William O. Dickerson v. South Carolina
DueProcess Punishment HabeasCorpus JusticiabilityDoctri
Did the state postconviction court violate Batson-and-its-progeny
QUESTIONS PRESENTED In Flowers v. Mississippi, 139 S. Ct. 2228, 2243 (2019), this Court affirmed that its “precedents allow criminal defendants...to present a variety of evidence to support a claim” pursuant to Batson v. Kentucky, 476 U.S. 79 (1986), “that a prosecutor’s peremptory strikes were made on the basis of race’—including “statistical evidence about the prosecutor’s use of peremptory strikes against black prospective jurors as compared to white prospective jurors in the case...; relevant history of the State’s peremptory strikes in past cases;” and “other relevant circumstances that bear upon the issue of racial discrimination.” In the state post-conviction proceedings below, Mr.

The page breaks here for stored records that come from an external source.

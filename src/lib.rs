//! # elasticutils
//!
//! Query building and point-in-time scanning for Elasticsearch-compatible
//! clusters.
//!
//! The query builder, scanner, URL helpers, and the [`Transport`] seam live
//! in `elasticutils-core`. This crate adds what a working client needs on
//! top: a `reqwest` transport with Basic auth, TOML configuration, logging,
//! and the `esu` command line.
//!
//! ## Architecture
//!
//! ```text
//! ┌──────────────┐   ┌───────────────────┐   ┌───────────────┐
//! │  QueryArgs   │──▶│  QueryBuilder     │──▶│    Query      │
//! │  (CLI flags) │   │  (core)           │   │    (core)     │
//! └──────────────┘   └───────────────────┘   └──────┬────────┘
//!                                                   │
//!                      ┌────────────────────────────┤
//!                      ▼                            ▼
//!              ┌────────────────┐          ┌──────────────────┐
//!              │ search (once)  │          │ PaginatedScanner │
//!              └───────┬────────┘          │ PIT+search_after │
//!                      │                   └────────┬─────────┘
//!                      ▼                            ▼
//!              ┌─────────────────────────────────────────────┐
//!              │  ElasticsearchClient ── HttpTransport       │
//!              └─────────────────────────────────────────────┘
//! ```
//!
//! ## Modules
//!
//! | Module | Purpose |
//! |--------|---------|
//! | [`config`] | TOML configuration parsing |
//! | [`client`] | HTTP transport and index/document calls |
//! | [`query_args`] | Command-line flags to queries |
//! | [`search`] | One-shot search |
//! | [`scan_cmd`] | NDJSON export through point-in-time snapshots |
//! | [`pit`] | Snapshot management |
//! | [`get`] | Single-document get, put, and update |
//! | [`index_cmd`] | Index existence, creation, deletion |
//! | [`progress`] | Scan progress on stderr |
//! | [`logging`] | `tracing` subscriber setup |
//!
//! [`Transport`]: elasticutils_core::Transport

pub mod client;
pub mod config;
pub mod get;
pub mod index_cmd;
pub mod logging;
pub mod pit;
pub mod progress;
pub mod query_args;
pub mod scan_cmd;
pub mod search;

pub use client::{ElasticsearchClient, HttpTransport};
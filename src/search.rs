//! One-shot search: `esu search <index>`.
//!
//! Posts the query built from the command-line flags to `{index}/_search`
//! and prints either the whole response or one `_source` per line.

use anyhow::{bail, Result};
use elasticutils_core::query::Query;
use elasticutils_core::transport::Transport;
use serde_json::Value;

use crate::client::ElasticsearchClient;
use crate::config::Config;
use crate::query_args::QueryArgs;

/// Run the query and return the response body; non-2xx statuses are errors.
pub fn search<T: Transport>(
    client: &ElasticsearchClient<T>,
    index: &str,
    query: &Query,
) -> Result<Value> {
    let resp = client.search(index, query)?;
    if !resp.is_success() {
        bail!("search on '{}' failed with status {}: {}", index, resp.status, resp.body);
    }
    Ok(resp.body)
}

/// `_source` of every hit, in response order.
pub fn hit_sources(body: &Value) -> Vec<&Value> {
    body.pointer("/hits/hits")
        .and_then(Value::as_array)
        .map(|hits| hits.iter().filter_map(|h| h.get("_source")).collect())
        .unwrap_or_default()
}

pub fn run_search(cfg: &Config, index: &str, args: &QueryArgs, hits_only: bool) -> Result<()> {
    let query = args.build(&cfg.scan.date_field)?;
    let client = ElasticsearchClient::from_config(&cfg.cluster)?;
    let body = search(&client, index, &query)?;

    if hits_only {
        for source in hit_sources(&body) {
            println!("{}", serde_json::to_string(source)?);
        }
    } else {
        println!("{}", serde_json::to_string_pretty(&body)?);
    }
    Ok(())
}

Dickerson presented statistical evidence establishing that the Solicitor in his South Carolina capital trial had used her strikes to exclude Black jurors both historically and in his case. He submitted trial records from cases illustrating the Solicitor’s discrimination, and a “desktop guide” that gave prosecutors examples of ostensibly “race neutral” reasons that would insulate a strike from a Batson challenge—reasons that the Solicitor used in his and other cases. The state courts declined to consider this evidence. The questions presented are: 1. Did the state postconviction court violate Batson and its progeny by refusing to consider evidence that this Court’s precedent expressly permits? 2. Did the state postconviction court err in denying Mr. Dickerson’s Batson challenge when the jurors’ voir dire responses and a comparative juror analysis either fail to support, or expressly rebut, the Solicitor’s proffered “race neutral” reasons? 3. Did Mr. Dickerson’s trial counsel provide ineffective assistance in failing to subject the Solicitor’s proffered “race neutral” reasons to the methodologies for identifying pretext recognized by this Court’s precedent in, e.g., Miller-El v. Dretke, 545 U.S. 231 (2005)?